[Records from a data collection]
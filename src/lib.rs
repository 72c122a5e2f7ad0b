//! Core engines for a Pulsar-compatible pub/sub client: a reconnecting
//! connection handler, an ordered batching/compressing producer pipeline, a
//! flow-controlled batch-exploding consumer pipeline, and a redirect- and
//! backoff-aware topic lookup service (see `SPEC_FULL.md`).
//!
//! The fluent client/builder surface, TLS/authentication primitives, the
//! concrete compression codecs' wire formats, and namespace-admin
//! operations are treated as external collaborators and are out of scope
//! here; this crate exposes the engines directly, constructed from plain
//! option structs (`ProducerOptions`, `ConsumerOptions`, `ReaderOptions`)
//! and a shared [`connection_manager::ConnectionManager`] /
//! [`lookup::LookupService`] pair.

#![cfg_attr(not(any(feature = "tokio-runtime", feature = "async-std-runtime")), allow(dead_code))]

#[macro_use]
extern crate log;

pub mod acknowledgement;
pub mod backoff;
pub mod batch_acker;
pub mod client;
pub mod compression;
pub mod connection;
pub mod connection_handler;
pub mod connection_manager;
pub mod consumer;
pub mod error;
pub mod executor;
pub mod lookup;
pub mod message;
pub mod message_id;
pub mod negative_acks;
pub mod producer;
pub mod reader;
pub mod unacked_message_tracker;

pub use crate::client::Pulsar;
pub use crate::connection::{Authentication, Connection};
pub use crate::connection_manager::ConnectionManager;
pub use crate::consumer::{Consumer, ConsumerOptions, InitialPosition, ReceivedMessage, SubType};
pub use crate::error::{ConnectionError, ConsumerError, Error, LookupError, ProducerError};
pub use crate::executor::Executor;
pub use crate::lookup::{BrokerAddress, LookupService};
pub use crate::message::Message as WireMessage;
pub use crate::message_id::{MessageId, MessageIdType};
pub use crate::producer::{Producer, ProducerMessage, ProducerOptions};
pub use crate::reader::{Reader, ReaderOptions};

#[cfg(feature = "tokio-runtime")]
pub use crate::executor::TokioExecutor;

#[cfg(feature = "async-std-runtime")]
pub use crate::executor::AsyncStdExecutor;
//! Negative-Ack Tracker (SPEC_FULL.md §4.7): defers redelivery of a
//! negatively-acked message by a configured delay instead of immediately.

use std::time::{Duration, Instant};

use crate::message_id::MessageId;

pub(crate) struct NegativeAckTracker {
    redelivery_delay: Duration,
    entries: Vec<(Instant, MessageId)>,
}

impl NegativeAckTracker {
    pub(crate) fn new(redelivery_delay: Duration) -> NegativeAckTracker {
        NegativeAckTracker {
            redelivery_delay,
            entries: Vec::new(),
        }
    }

    pub(crate) fn add(&mut self, id: MessageId, now: Instant) {
        self.entries.push((now + self.redelivery_delay, id));
    }

    /// Drains every entry whose deadline has passed as of `now`, in a single
    /// batch, leaving unexpired entries in place.
    pub(crate) fn drain_expired(&mut self, now: Instant) -> Vec<MessageId> {
        let (expired, remaining): (Vec<_>, Vec<_>) = self.entries.drain(..).partition(|(deadline, _)| *deadline <= now);
        self.entries = remaining;
        expired.into_iter().map(|(_, id)| id).collect()
    }
}

#[cfg(test)]
mod tests {
    use super::*;

    fn id(entry: u64) -> MessageId {
        MessageId::individual("t", 1, entry, -1)
    }

    #[test]
    fn drains_only_entries_past_their_deadline() {
        let mut tracker = NegativeAckTracker::new(Duration::from_millis(100));
        let t0 = Instant::now();
        tracker.add(id(1), t0);
        assert!(tracker.drain_expired(t0).is_empty());
        assert!(tracker.drain_expired(t0 + Duration::from_millis(50)).is_empty());
        let expired = tracker.drain_expired(t0 + Duration::from_millis(101));
        assert_eq!(expired.len(), 1);
        assert_eq!(expired[0].entry_id, 1);
    }

    #[test]
    fn drained_entries_do_not_reappear() {
        let mut tracker = NegativeAckTracker::new(Duration::from_millis(10));
        let t0 = Instant::now();
        tracker.add(id(1), t0);
        let _ = tracker.drain_expired(t0 + Duration::from_millis(20));
        assert!(tracker.drain_expired(t0 + Duration::from_millis(30)).is_empty());
    }
}
//! Acknowledgment Grouping Tracker (SPEC_FULL.md §4.5): coalesces individual
//! and cumulative acks behind a periodic flush instead of sending one `ACK`
//! frame per message. Owned exclusively by a Consumer Engine's inbox loop;
//! no internal locking.

use std::collections::BTreeSet;
use std::time::Duration;

use crate::connection::ConnectionSender;
use crate::error::ConnectionError;
use crate::message_id::MessageId;

#[derive(Debug, Clone, Copy, PartialEq, Eq, PartialOrd, Ord)]
struct IdKey(u64, u64, i64);

fn key_of(id: &MessageId) -> IdKey {
    IdKey(id.ledger_id, id.entry_id, id.batch_index().map(|i| i as i64).unwrap_or(-1))
}

/// Buffers `(messageId, ackType)` pairs between flushes. A cumulative ack
/// always wins over any individual acks it covers; `flush` emits at most one
/// `ACK` command per bucket.
pub(crate) struct AckGroupingTracker {
    /// `None` disables grouping entirely: every ack is sent immediately, as
    /// required for non-persistent topics (SPEC_FULL.md §4.5).
    flush_interval: Option<Duration>,
    pending_individual: BTreeSet<IdKey>,
    pending_cumulative: Option<MessageId>,
    last_flushed_individual: BTreeSet<IdKey>,
    last_flushed_cumulative: Option<IdKey>,
}

impl AckGroupingTracker {
    pub(crate) fn new(flush_interval: Option<Duration>, persistent: bool) -> AckGroupingTracker {
        AckGroupingTracker {
            flush_interval: if persistent { flush_interval } else { None },
            pending_individual: BTreeSet::new(),
            pending_cumulative: None,
            last_flushed_individual: BTreeSet::new(),
            last_flushed_cumulative: None,
        }
    }

    pub(crate) fn flush_interval(&self) -> Option<Duration> {
        self.flush_interval
    }

    /// `true` if `id` is already covered by a pending or just-flushed ack
    /// (individual or cumulative), meaning a redelivered duplicate frame
    /// should be dropped rather than requeued.
    pub(crate) fn is_duplicate(&self, id: &MessageId) -> bool {
        let key = key_of(id);
        if self.pending_individual.contains(&key) || self.last_flushed_individual.contains(&key) {
            return true;
        }
        if let Some(ref c) = self.pending_cumulative {
            if key <= key_of(c) {
                return true;
            }
        }
        if let Some(c) = self.last_flushed_cumulative {
            if key <= c {
                return true;
            }
        }
        false
    }

    pub(crate) fn add_individual(&mut self, id: MessageId, sender: &ConnectionSender, consumer_id: u64) {
        if self.flush_interval.is_none() {
            let _ = sender.send_ack(consumer_id, vec![id.to_proto()], false);
            return;
        }
        self.pending_individual.insert(key_of(&id));
    }

    pub(crate) fn add_cumulative(&mut self, id: MessageId, sender: &ConnectionSender, consumer_id: u64) {
        if self.flush_interval.is_none() {
            let _ = sender.send_ack(consumer_id, vec![id.to_proto()], true);
            return;
        }
        let replace = match &self.pending_cumulative {
            Some(current) => key_of(&id) > key_of(current),
            None => true,
        };
        if replace {
            self.pending_cumulative = Some(id);
        }
    }

    /// Emits at most one `ACK` command per non-empty bucket. Called on the
    /// tracker's own tick, and also on close/seek (SPEC_FULL.md §4.5, §4.9).
    pub(crate) fn flush(&mut self, sender: &ConnectionSender, consumer_id: u64) -> Result<(), ConnectionError> {
        if let Some(id) = self.pending_cumulative.take() {
            sender.send_ack(consumer_id, vec![id.to_proto()], true)?;
            self.last_flushed_cumulative = Some(key_of(&id));
        }
        if !self.pending_individual.is_empty() {
            let ids: Vec<_> = self.pending_individual.iter().copied().collect();
            let proto_ids = ids
                .iter()
                .map(|k| crate::message::proto::MessageIdData {
                    ledger_id: k.0,
                    entry_id: k.1,
                    partition: -1,
                    batch_index: k.2 as i32,
                })
                .collect();
            sender.send_ack(consumer_id, proto_ids, false)?;
            self.last_flushed_individual = self.pending_individual.clone();
            self.pending_individual.clear();
        }
        Ok(())
    }

    /// Discards every pending and remembered ack without sending anything,
    /// used when a seek invalidates in-flight acknowledgment state.
    pub(crate) fn clear(&mut self) {
        self.pending_individual.clear();
        self.pending_cumulative = None;
        self.last_flushed_individual.clear();
        self.last_flushed_cumulative = None;
    }
}

#[cfg(test)]
mod tests {
    use super::*;

    fn id(ledger: u64, entry: u64) -> MessageId {
        MessageId::individual("t", ledger, entry, -1)
    }

    #[test]
    fn cumulative_ack_covers_lower_individual_ids() {
        let mut tracker = AckGroupingTracker::new(Some(Duration::from_millis(10)), true);
        tracker.pending_cumulative = Some(id(1, 10));
        assert!(tracker.is_duplicate(&id(1, 5)));
        assert!(!tracker.is_duplicate(&id(1, 11)));
    }

    #[test]
    fn higher_cumulative_ack_replaces_lower_one() {
        let mut tracker = AckGroupingTracker::new(Some(Duration::from_millis(10)), true);
        tracker.pending_cumulative = Some(id(1, 5));
        tracker.add_cumulative(id(1, 3), &dummy_sender(), 0);
        assert_eq!(tracker.pending_cumulative.as_ref().unwrap().entry_id, 5);
        tracker.add_cumulative(id(1, 8), &dummy_sender(), 0);
        assert_eq!(tracker.pending_cumulative.as_ref().unwrap().entry_id, 8);
    }

    #[test]
    fn clear_removes_duplicate_suppression_state() {
        let mut tracker = AckGroupingTracker::new(Some(Duration::from_millis(10)), true);
        tracker.pending_individual.insert(key_of(&id(1, 1)));
        tracker.clear();
        assert!(!tracker.is_duplicate(&id(1, 1)));
    }

    fn dummy_sender() -> ConnectionSender {
        let (tx, _rx) = futures::channel::mpsc::unbounded();
        let (reg_tx, _reg_rx) = futures::channel::mpsc::unbounded();
        ConnectionSender::new(tx, reg_tx, crate::connection::SerialId::new(), crate::error::SharedError::new())
    }
}
impl Consumer {
    pub async fn receive(&self) -> Result<ReceivedMessage, ConsumerError> {
        let (reply, response) = oneshot::channel();
        self.tx
            .unbounded_send(Inbox::Receive { reply })
            .map_err(|_| ConsumerError::AlreadyClosed)?;
        response.await.map_err(|_| ConsumerError::AlreadyClosed)?
    }

    pub async fn ack(&self, id: MessageId) -> Result<(), ConsumerError> {
        self.send_ack(id, false).await
    }

    pub async fn ack_cumulative(&self, id: MessageId) -> Result<(), ConsumerError> {
        self.send_ack(id, true).await
    }

    async fn send_ack(&self, id: MessageId, cumulative: bool) -> Result<(), ConsumerError> {
        let (reply, response) = oneshot::channel();
        self.tx
            .unbounded_send(Inbox::Ack { id, cumulative, reply })
            .map_err(|_| ConsumerError::AlreadyClosed)?;
        response.await.map_err(|_| ConsumerError::AlreadyClosed)?
    }

    pub fn negative_ack(&self, id: MessageId) {
        let _ = self.tx.unbounded_send(Inbox::NegativeAck { id });
    }

    pub async fn redeliver_unacknowledged_messages(&self) -> Result<(), ConsumerError> {
        let (reply, response) = oneshot::channel();
        self.tx
            .unbounded_send(Inbox::RedeliverUnacknowledged { reply })
            .map_err(|_| ConsumerError::AlreadyClosed)?;
        response.await.map_err(|_| ConsumerError::AlreadyClosed)?
    }

    pub async fn seek(&self, id: Option<MessageId>) -> Result<(), ConsumerError> {
        let (reply, response) = oneshot::channel();
        self.tx
            .unbounded_send(Inbox::Seek {
                id,
                publish_time: None,
                reply,
            })
            .map_err(|_| ConsumerError::AlreadyClosed)?;
        response.await.map_err(|_| ConsumerError::AlreadyClosed)?
    }

    /// `seekAsync(timestamp)` (SPEC_FULL.md §4.9): rewinds the subscription
    /// cursor to the first message published at or after `timestamp`.
    pub async fn seek_to_timestamp(&self, timestamp: u64) -> Result<(), ConsumerError> {
        let (reply, response) = oneshot::channel();
        self.tx
            .unbounded_send(Inbox::Seek {
                id: None,
                publish_time: Some(timestamp),
                reply,
            })
            .map_err(|_| ConsumerError::AlreadyClosed)?;
        response.await.map_err(|_| ConsumerError::AlreadyClosed)?
    }

    pub async fn has_message_available(&self) -> Result<bool, ConsumerError> {
        let (reply, response) = oneshot::channel();
        self.tx
            .unbounded_send(Inbox::HasMessageAvailable { reply })
            .map_err(|_| ConsumerError::AlreadyClosed)?;
        response.await.map_err(|_| ConsumerError::AlreadyClosed)?
    }

    pub async fn unsubscribe(&self) -> Result<(), ConsumerError> {
        let (reply, response) = oneshot::channel();
        self.tx
            .unbounded_send(Inbox::Unsubscribe { reply })
            .map_err(|_| ConsumerError::AlreadyClosed)?;
        response.await.map_err(|_| ConsumerError::AlreadyClosed)?
    }

    pub async fn close(&self) -> Result<(), ConsumerError> {
        let (reply, response) = oneshot::channel();
        self.tx
            .unbounded_send(Inbox::Close { reply })
            .map_err(|_| ConsumerError::AlreadyClosed)?;
        response.await.map_err(|_| ConsumerError::AlreadyClosed)?
    }

    pub fn topic(&self) -> &str {
        &self.topic
    }
}

struct ConsumerEngine<Exe: Executor> {
    consumer_id: u64,
    consumer_name: String,
    topic: String,
    options: ConsumerOptions,
    handler: ConnectionHandler,
    connection_manager: Arc<ConnectionManager<Exe>>,
    lookup: Arc<LookupService<Exe>>,
    /// Messages delivered by the broker but not yet handed to `receive()`.
    queue: VecDeque<ReceivedMessage>,
    /// Counts delivered (non-filtered) messages since the last `FLOW`; reset
    /// to zero every time it crosses `receiver_queue_size / 2`.
    available_permits: u32,
    ack_grouping: crate::acknowledgement::AckGroupingTracker,
    unacked: UnackedMessageTracker,
    negative_acks: crate::negative_acks::NegativeAckTracker,
    waiting_receivers: VecDeque<oneshot::Sender<Result<ReceivedMessage, ConsumerError>>>,
    inbox_tx: mpsc::UnboundedSender<Inbox>,
    last_dequeued_id: Option<MessageId>,
}
//! Per-batch bitmap of individually-acked sub-messages, shared by every
//! `MessageId` exploded out of one received batch entry.

use std::sync::atomic::{AtomicUsize, Ordering};
use std::sync::Mutex;

use bit_vec::BitVec;

/// Invariant: `popcount(bits) + acks_sent == size` always holds; the acker
/// is dropped (via the last `Arc` reference) once the final sub-index is
/// acked, so nothing needs an explicit teardown call.
pub struct BatchAcker {
    size: u32,
    bits: Mutex<BitVec>,
    acked_count: AtomicUsize,
    prev_batch_cumulatively_acked: AtomicUsize,
}

impl BatchAcker {
    pub fn new(size: u32) -> BatchAcker {
        BatchAcker {
            size,
            bits: Mutex::new(BitVec::from_elem(size as usize, false)),
            acked_count: AtomicUsize::new(0),
            prev_batch_cumulatively_acked: AtomicUsize::new(0),
        }
    }

    pub fn size(&self) -> u32 {
        self.size
    }

    /// Marks `index` acked. Returns true the first time every index in the
    /// batch has been acked (i.e. this call completed the batch).
    pub fn ack_individual(&self, index: u32) -> bool {
        let mut bits = self.bits.lock().unwrap();
        if index as usize >= bits.len() {
            return false;
        }
        if !bits.get(index as usize).unwrap_or(false) {
            bits.set(index as usize, true);
            self.acked_count.fetch_add(1, Ordering::SeqCst);
        }
        self.acked_count.load(Ordering::SeqCst) == self.size as usize
    }

    /// Cumulative ack at `index`: marks every sub-index `0..=index` acked in
    /// one step. Returns true if this completes the batch.
    pub fn ack_cumulative(&self, index: u32) -> bool {
        let mut bits = self.bits.lock().unwrap();
        let mut newly = 0usize;
        for i in 0..=index as usize {
            if i < bits.len() && !bits.get(i).unwrap_or(true) {
                bits.set(i, true);
                newly += 1;
            }
        }
        if newly > 0 {
            self.acked_count.fetch_add(newly, Ordering::SeqCst);
        }
        self.acked_count.load(Ordering::SeqCst) == self.size as usize
    }

    pub fn all_acked(&self) -> bool {
        self.acked_count.load(Ordering::SeqCst) == self.size as usize
    }

    /// §4.9's cross-batch cumulative-ack bookkeeping: whether the *previous*
    /// batch's terminal cumulative ack has already been emitted for this one.
    pub fn prev_batch_cumulatively_acked(&self) -> bool {
        self.prev_batch_cumulatively_acked.load(Ordering::SeqCst) != 0
    }

    pub fn set_prev_batch_cumulatively_acked(&self) {
        self.prev_batch_cumulatively_acked.store(1, Ordering::SeqCst);
    }
}

#[cfg(test)]
mod tests {
    use super::*;

    #[test]
    fn all_acked_only_after_every_index_seen() {
        let acker = BatchAcker::new(3);
        assert!(!acker.ack_individual(0));
        assert!(!acker.ack_individual(2));
        assert!(acker.ack_individual(1));
        assert!(acker.all_acked());
    }

    #[test]
    fn acking_the_same_index_twice_does_not_double_count() {
        let acker = BatchAcker::new(2);
        acker.ack_individual(0);
        acker.ack_individual(0);
        assert!(!acker.all_acked());
        assert!(acker.ack_individual(1));
    }

    #[test]
    fn cumulative_ack_covers_all_prior_indices() {
        let acker = BatchAcker::new(5);
        assert!(!acker.ack_cumulative(2));
        assert!(acker.ack_individual(3));
        assert!(acker.ack_individual(4));
    }
}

__Exercise requirements__. Based on the records above, count the lines in which "BitVec" occurs and provide only the number.

__Solution to this exercise__. 3